From the Guidelines
Salt tablets should be stopped if sodium levels are low (hyponatremia) because they can worsen the condition rather than help it. Hyponatremia often occurs not from insufficient sodium intake but from water retention or other mechanisms that dilute the blood's sodium concentration. Adding more salt through tablets can disrupt the body's careful efforts to restore balance and may lead to rapid changes in sodium levels, which can cause serious neurological complications including cerebral edema, seizures, or even death 1.
The appropriate treatment for hyponatremia depends on its cause—whether it stems from excessive fluid intake, certain medications, hormonal disorders, heart failure, or kidney disease. Treatment typically involves addressing the underlying cause, fluid restriction, and in severe cases, carefully administered intravenous sodium solutions under close medical supervision. For example, in cases of hypovolaemic hyponatraemia, management requires expansion of plasma volume with normal saline and cessation of diuretics 1.
In cases of hypervolaemic hyponatraemia, which is more common in cirrhosis, many hepatologists recommend fluid restriction of between 1 and 1.5 L/day in the presence of severe hyponatraemia (serum sodium <125 mmol/L) 1. However, it is essential to note that sodium restriction and not fluid restriction results in weight loss as fluid passively follows the sodium.
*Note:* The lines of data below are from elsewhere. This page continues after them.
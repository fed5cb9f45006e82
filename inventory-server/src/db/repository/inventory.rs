//! Inventory Repository (stock levels)
//!
//! Quantity is never written through this repository: sales go through the
//! sale recorder and administrative changes through the stock service, both
//! of which pair the write with a stock movement inside one transaction.

use super::{BaseRepository, RepoError, RepoResult};
use shared::models::{InventoryLevel, InventoryLevelsUpdate, InventoryRecord};
use sqlx::{SqliteConnection, SqlitePool};

const RECORD_COLUMNS: &str =
    "product_id, quantity, reorder_level, max_stock_level, location, last_restocked_at";

const LEVEL_SELECT: &str = "SELECT i.product_id, p.name, p.sku, p.category, i.quantity, \
     i.reorder_level, i.max_stock_level, i.location, i.last_restocked_at \
     FROM inventory i JOIN products p ON p.id = i.product_id";

#[derive(Clone)]
pub struct InventoryRepository {
    base: BaseRepository,
}

impl InventoryRepository {
    pub fn new(pool: SqlitePool) -> Self {
        Self {
            base: BaseRepository::new(pool),
        }
    }

    /// All inventory rows joined with their product
    pub async fn find_all(&self) -> RepoResult<Vec<InventoryLevel>> {
        let levels = sqlx::query_as::<_, InventoryLevel>(&format!("{LEVEL_SELECT} ORDER BY p.name"))
            .fetch_all(self.base.pool())
            .await?;
        Ok(levels)
    }

    pub async fn find_by_product(&self, product_id: i64) -> RepoResult<Option<InventoryRecord>> {
        let record = sqlx::query_as::<_, InventoryRecord>(&format!(
            "SELECT {RECORD_COLUMNS} FROM inventory WHERE product_id = ?"
        ))
        .bind(product_id)
        .fetch_optional(self.base.pool())
        .await?;
        Ok(record)
    }

    /// Products at or below their reorder level
    pub async fn find_low_stock(&self) -> RepoResult<Vec<InventoryLevel>> {
        let levels = sqlx::query_as::<_, InventoryLevel>(&format!(
            "{LEVEL_SELECT} WHERE i.quantity <= i.reorder_level ORDER BY i.quantity"
        ))
        .fetch_all(self.base.pool())
        .await?;
        Ok(levels)
    }

    /// Insert the one-to-one inventory row inside a caller-owned transaction
    pub async fn insert(
        conn: &mut SqliteConnection,
        product_id: i64,
        quantity: i64,
        reorder_level: i64,
        max_stock_level: i64,
        location: Option<&str>,
    ) -> RepoResult<()> {
        sqlx::query(
            "INSERT INTO inventory (product_id, quantity, reorder_level, max_stock_level, location) \
             VALUES (?, ?, ?, ?, ?)",
        )
        .bind(product_id)
        .bind(quantity)
        .bind(reorder_level)
        .bind(max_stock_level)
        .bind(location)
        .execute(conn)
        .await?;
        Ok(())
    }

    /// Update thresholds/metadata (never quantity)
    pub async fn update_levels(
        &self,
        product_id: i64,
        data: &InventoryLevelsUpdate,
    ) -> RepoResult<InventoryRecord> {
        let mut sets: Vec<&str> = Vec::new();
        if data.reorder_level.is_some() {
            sets.push("reorder_level = ?");
        }
        if data.max_stock_level.is_some() {
            sets.push("max_stock_level = ?");
        }
        if data.location.is_some() {
            sets.push("location = ?");
        }

        if !sets.is_empty() {
            let sql = format!(
                "UPDATE inventory SET {} WHERE product_id = ?",
                sets.join(", ")
            );
            let mut query = sqlx::query(&sql);
            if let Some(v) = data.reorder_level {
                query = query.bind(v);
            }
            if let Some(v) = data.max_stock_level {
                query = query.bind(v);
            }
            if let Some(v) = &data.location {
                query = query.bind(v);
            }
            let result = query.bind(product_id).execute(self.base.pool()).await?;
            if result.rows_affected() == 0 {
                return Err(RepoError::NotFound(format!(
                    "Inventory for product {} not found",
                    product_id
                )));
            }
        }

        self.find_by_product(product_id).await?.ok_or_else(|| {
            RepoError::NotFound(format!("Inventory for product {} not found", product_id))
        })
    }
}
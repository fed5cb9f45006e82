//! Utility module - error types and logging

pub mod error;
pub mod logger;

pub use error::{AppError, AppResponse, AppResult};
pub use error::ok_with_message;
pub mod retry;

pub use retry::{retry_on_transient, IsTransient, RetryConfig, RetryResult};
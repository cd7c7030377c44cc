use prometheus::IntCounter;
use std::collections::HashMap;
use std::sync::Arc;

use crate::ledger::{EntityId, Summary, UpdateDigest, UpdateEvent, UpdateEventStore, UpdateRecord, UpdateToken};

// ============================================================================
// Result Projector
// ============================================================================
//
// Maps a windowed slice of events to tokens or digests, one record per event,
// order preserved. Digest enrichment is best-effort: a failed or empty
// current-state lookup yields an empty summary and the query goes on.
//
// ============================================================================

pub struct ResultProjector<I: EntityId> {
    store: Arc<dyn UpdateEventStore<I>>,
    fallbacks: Option<IntCounter>,
}

impl<I: EntityId> ResultProjector<I> {
    pub fn new(store: Arc<dyn UpdateEventStore<I>>) -> Self {
        Self { store, fallbacks: None }
    }

    /// Count enrichment fallbacks on `counter`
    pub fn with_fallback_counter(mut self, counter: IntCounter) -> Self {
        self.fallbacks = Some(counter);
        self
    }

    pub fn tokens(&self, events: &[UpdateEvent<I>]) -> Vec<UpdateToken<I>> {
        events.iter().map(UpdateToken::from).collect()
    }

    pub async fn digests(&self, events: Vec<UpdateEvent<I>>) -> Vec<UpdateDigest<I>> {
        // Lookups are shared within one projection only
        let mut enriched: HashMap<I, Summary> = HashMap::new();
        let mut digests = Vec::with_capacity(events.len());

        for event in events {
            let detail = match event.detail {
                Some(detail) => detail,
                None => match enriched.get(&event.entity_id) {
                    Some(summary) => summary.clone(),
                    None => {
                        let summary = self.enrich(&event.entity_id).await;
                        enriched.insert(event.entity_id.clone(), summary.clone());
                        summary
                    }
                },
            };

            digests.push(UpdateDigest {
                id: event.entity_id,
                occurred_at: event.occurred_at,
                detail,
            });
        }

        digests
    }

    pub async fn records(&self, events: Vec<UpdateEvent<I>>, detail: bool) -> Vec<UpdateRecord<I>> {
        if detail {
            self.digests(events)
                .await
                .into_iter()
                .map(UpdateRecord::Digest)
                .collect()
        } else {
            self.tokens(&events)
                .into_iter()
                .map(UpdateRecord::Token)
                .collect()
        }
    }

    async fn enrich(&self, entity_id: &I) -> Summary {
        match self.store.fetch_current_summary(entity_id).await {
            Ok(Some(summary)) => summary,
            Ok(None) => {
                tracing::warn!(
                    entity_type = I::ENTITY_TYPE,
                    entity_id = %entity_id,
                    "No current summary for digest, using empty summary"
                );
                self.record_fallback();
                Summary::empty()
            }
            Err(e) => {
                tracing::warn!(
                    entity_type = I::ENTITY_TYPE,
                    entity_id = %entity_id,
                    error = %e,
                    "Digest enrichment lookup failed, using empty summary"
                );
                self.record_fallback();
                Summary::empty()
            }
        }
    }

    fn record_fallback(&self) {
        if let Some(counter) = &self.fallbacks {
            counter.inc();
        }
    }
}
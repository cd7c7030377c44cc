// ============================================================================
// Ledger Store - Update Event Persistence
// ============================================================================
//
// The store is an external collaborator of the query engine. It answers
// unordered, unpaginated range reads and current-state summary lookups.
//
// ============================================================================

pub mod memory;
pub mod scylla_store;
pub mod update_store;

pub use memory::{InMemoryUpdateStore, SeedFile, SeedSummary};
pub use scylla_store::ScyllaUpdateStore;
pub use update_store::{StoreError, UpdateEventStore};
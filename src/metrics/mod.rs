use prometheus::{HistogramOpts, HistogramVec, IntCounter, IntCounterVec, Opts, Registry};

// ============================================================================
// Metrics Module - Prometheus metrics for the update feeds
// ============================================================================
//
// Provides metrics for:
// - Query volume per feed and granularity
// - Query failures by error kind
// - Query latency
// - Result volume
// - Digest enrichment fallbacks
//
// All metrics are registered with Prometheus and scraped via /metrics
// ============================================================================

pub const GLOBAL_FEED: &str = "global";
pub const ENTITY_FEED: &str = "entity";

/// Central metrics registry for the service
pub struct Metrics {
    registry: Registry,

    // Query Metrics
    pub queries_total: IntCounterVec,
    pub query_failures: IntCounterVec,
    pub query_duration: HistogramVec,
    pub results_returned: IntCounterVec,

    // Projection Metrics
    pub enrichment_fallbacks: IntCounter,
}

impl Metrics {
    pub fn new() -> anyhow::Result<Self> {
        let registry = Registry::new();

        let queries_total = IntCounterVec::new(
            Opts::new("update_queries_total", "Total update queries served"),
            &["feed", "detail"],
        )?;
        registry.register(Box::new(queries_total.clone()))?;

        let query_failures = IntCounterVec::new(
            Opts::new("update_query_failures_total", "Total update queries that failed"),
            &["feed", "reason"],
        )?;
        registry.register(Box::new(query_failures.clone()))?;

        let query_duration = HistogramVec::new(
            HistogramOpts::new("update_query_duration_seconds", "Update query duration")
                .buckets(vec![0.001, 0.005, 0.01, 0.05, 0.1, 0.5, 1.0, 5.0]),
            &["feed"],
        )?;
        registry.register(Box::new(query_duration.clone()))?;

        let results_returned = IntCounterVec::new(
            Opts::new("update_results_returned_total", "Total update records returned"),
            &["feed"],
        )?;
        registry.register(Box::new(results_returned.clone()))?;

        let enrichment_fallbacks = IntCounter::new(
            "digest_enrichment_fallbacks_total",
            "Digests served with an empty summary after a failed lookup",
        )?;
        registry.register(Box::new(enrichment_fallbacks.clone()))?;

        Ok(Self {
            registry,
            queries_total,
            query_failures,
            query_duration,
            results_returned,
            enrichment_fallbacks,
        })
    }

    /// Get the Prometheus registry for exposing metrics via HTTP
    pub fn registry(&self) -> &Registry {
        &self.registry
    }

    /// Helper to record a served query
    pub fn record_query(&self, feed: &str, detail: bool, duration_secs: f64, returned: usize) {
        let detail = if detail { "true" } else { "false" };
        self.queries_total.with_label_values(&[feed, detail]).inc();
        self.query_duration.with_label_values(&[feed]).observe(duration_secs);
        self.results_returned.with_label_values(&[feed]).inc_by(returned as u64);
    }

    /// Helper to record a failed query
    pub fn record_failure(&self, feed: &str, reason: &str) {
        self.query_failures.with_label_values(&[feed, reason]).inc();
    }
}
Patients with hyponatremia should seek medical attention rather than self-medicating with salt tablets, as proper diagnosis and treatment require blood tests and medical expertise to safely correct sodium levels at an appropriate rate.
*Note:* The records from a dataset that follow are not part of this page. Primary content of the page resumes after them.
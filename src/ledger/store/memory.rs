use anyhow::{Context, Result};
use async_trait::async_trait;
use serde::Deserialize;
use std::collections::HashMap;
use std::path::Path;
use tokio::sync::RwLock;

use crate::ledger::core::{EntityId, Summary, TimeInterval, UpdateEvent, UpdateType};
use super::update_store::{StoreError, UpdateEventStore};

// ============================================================================
// In-Memory Update Store
// ============================================================================
//
// Append-only event log held in process memory. Used for local runs (seeded
// from a JSON file) and as the deterministic store behind unit tests.
//
// ============================================================================

/// Summary entry of a seed file
#[derive(Debug, Clone, Deserialize)]
pub struct SeedSummary<I> {
    pub id: I,
    pub summary: Summary,
}

/// On-disk seed format: `{ "events": [...], "summaries": [...] }`
#[derive(Debug, Clone, Deserialize)]
pub struct SeedFile<I> {
    #[serde(default = "Vec::new")]
    pub events: Vec<UpdateEvent<I>>,
    #[serde(default = "Vec::new")]
    pub summaries: Vec<SeedSummary<I>>,
}

impl<I: EntityId> SeedFile<I> {
    /// Read and parse a seed file from disk
    pub async fn load(path: impl AsRef<Path>) -> Result<Self> {
        let path = path.as_ref();
        let raw = tokio::fs::read_to_string(path)
            .await
            .with_context(|| format!("Failed to read seed file {}", path.display()))?;
        let seed: SeedFile<I> = serde_json::from_str(&raw)
            .with_context(|| format!("Failed to parse seed file {}", path.display()))?;

        tracing::info!(
            path = %path.display(),
            events = seed.events.len(),
            summaries = seed.summaries.len(),
            entity_type = I::ENTITY_TYPE,
            "Loaded update seed file"
        );

        Ok(seed)
    }
}

pub struct InMemoryUpdateStore<I: EntityId> {
    events: RwLock<Vec<UpdateEvent<I>>>,
    summaries: RwLock<HashMap<I, Summary>>,
}

impl<I: EntityId> Default for InMemoryUpdateStore<I> {
    fn default() -> Self {
        Self {
            events: RwLock::new(Vec::new()),
            summaries: RwLock::new(HashMap::new()),
        }
    }
}

impl<I: EntityId> InMemoryUpdateStore<I> {
    pub fn new() -> Self {
        Self::default()
    }

    pub fn from_seed(seed: SeedFile<I>) -> Self {
        let summaries = seed
            .summaries
            .into_iter()
            .map(|entry| (entry.id, entry.summary))
            .collect();

        Self {
            events: RwLock::new(seed.events),
            summaries: RwLock::new(summaries),
        }
    }

    /// Load a seed file from disk
    pub async fn load_seed_file(path: impl AsRef<Path>) -> Result<Self> {
        Ok(Self::from_seed(SeedFile::load(path).await?))
    }

    /// Record an update event
    pub async fn append(&self, event: UpdateEvent<I>) {
        self.events.write().await.push(event);
    }

    pub async fn extend(&self, events: impl IntoIterator<Item = UpdateEvent<I>>) {
        self.events.write().await.extend(events);
    }

    /// Set the current-state summary used for digest enrichment
    pub async fn set_summary(&self, entity_id: I, summary: Summary) {
        self.summaries.write().await.insert(entity_id, summary);
    }

    pub async fn len(&self) -> usize {
        self.events.read().await.len()
    }
}

#[async_trait]
impl<I: EntityId> UpdateEventStore<I> for InMemoryUpdateStore<I> {
    async fn fetch_events(
        &self,
        update_type: UpdateType,
        scope: Option<&I>,
        interval: &TimeInterval,
    ) -> Result<Vec<UpdateEvent<I>>, StoreError> {
        let events = self.events.read().await;
        let matching: Vec<UpdateEvent<I>> = events
            .iter()
            .filter(|event| event.update_type == update_type)
            .filter(|event| scope.map_or(true, |id| &event.entity_id == id))
            .filter(|event| interval.contains(event.occurred_at))
            .cloned()
            .collect();

        tracing::debug!(
            entity_type = I::ENTITY_TYPE,
            update_type = %update_type,
            interval = %interval,
            fetched = matching.len(),
            "Fetched update events from memory"
        );

        Ok(matching)
    }

    async fn fetch_current_summary(&self, entity_id: &I) -> Result<Option<Summary>, StoreError> {
        Ok(self.summaries.read().await.get(entity_id).cloned())
    }
}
Key considerations in managing hyponatremia include:
- Addressing the underlying cause of hyponatremia
- Fluid restriction in severe cases
- Careful administration of intravenous sodium solutions under medical supervision
- Avoiding self-medication with salt tablets to prevent worsening of the condition
- Monitoring sodium levels closely to avoid rapid changes that can lead to neurological complications 1.
From the Research
Stopping Salt Tablets in Hyponatremia
- The decision to stop salt tablets in cases of hyponatremia depends on the underlying cause and severity of the condition 2, 3.
- In cases of euvolemic hyponatremia, salt tablets may be used to restrict free water consumption and increase sodium levels 2.
- However, if the patient's sodium levels are severely low (less than 125 mEq/L) and they are experiencing severe symptoms, emergency infusions with 3% hypertonic saline may be necessary 2.
- The use of salt tablets should be guided by the patient's fluid volume status and the severity of their symptoms 3.
- Overly rapid correction of sodium levels can cause osmotic demyelination syndrome, a rare but severe neurological condition 2, 3, 4.
Management of Hyponatremia
- The management of hyponatremia should be based on the underlying cause and the patient's fluid volume status 2, 3.
- Treatment options include fluid restriction, salt tablets, loop diuretics, and normal saline, but these traditional management strategies have limited efficacy 5.
- Vasopressin receptor antagonists provide a promising treatment for hyponatremia, but their use should be guided by the optimal indications and precautions should be taken to avoid complications 5.
- In some cases, the use of oral sodium chloride tablets can be an effective and safe treatment approach, especially in elderly patients with hyponatremia secondary to refractory idiopathic syndrome of inappropriate anti-diuresis 6.
Considerations for Stopping Salt Tablets
- The decision to stop salt tablets should be made on a case-by-case basis, taking into account the patient's individual needs and response to treatment 2, 3.
- Patients with severe hyponatremia or those who are experiencing severe symptoms may require more aggressive treatment, such as emergency infusions with 3% hypertonic saline 2.
- In cases where salt tablets are used, careful monitoring of the patient's sodium levels and fluid volume status is necessary to avoid overly rapid correction and potential complications 2, 3, 4.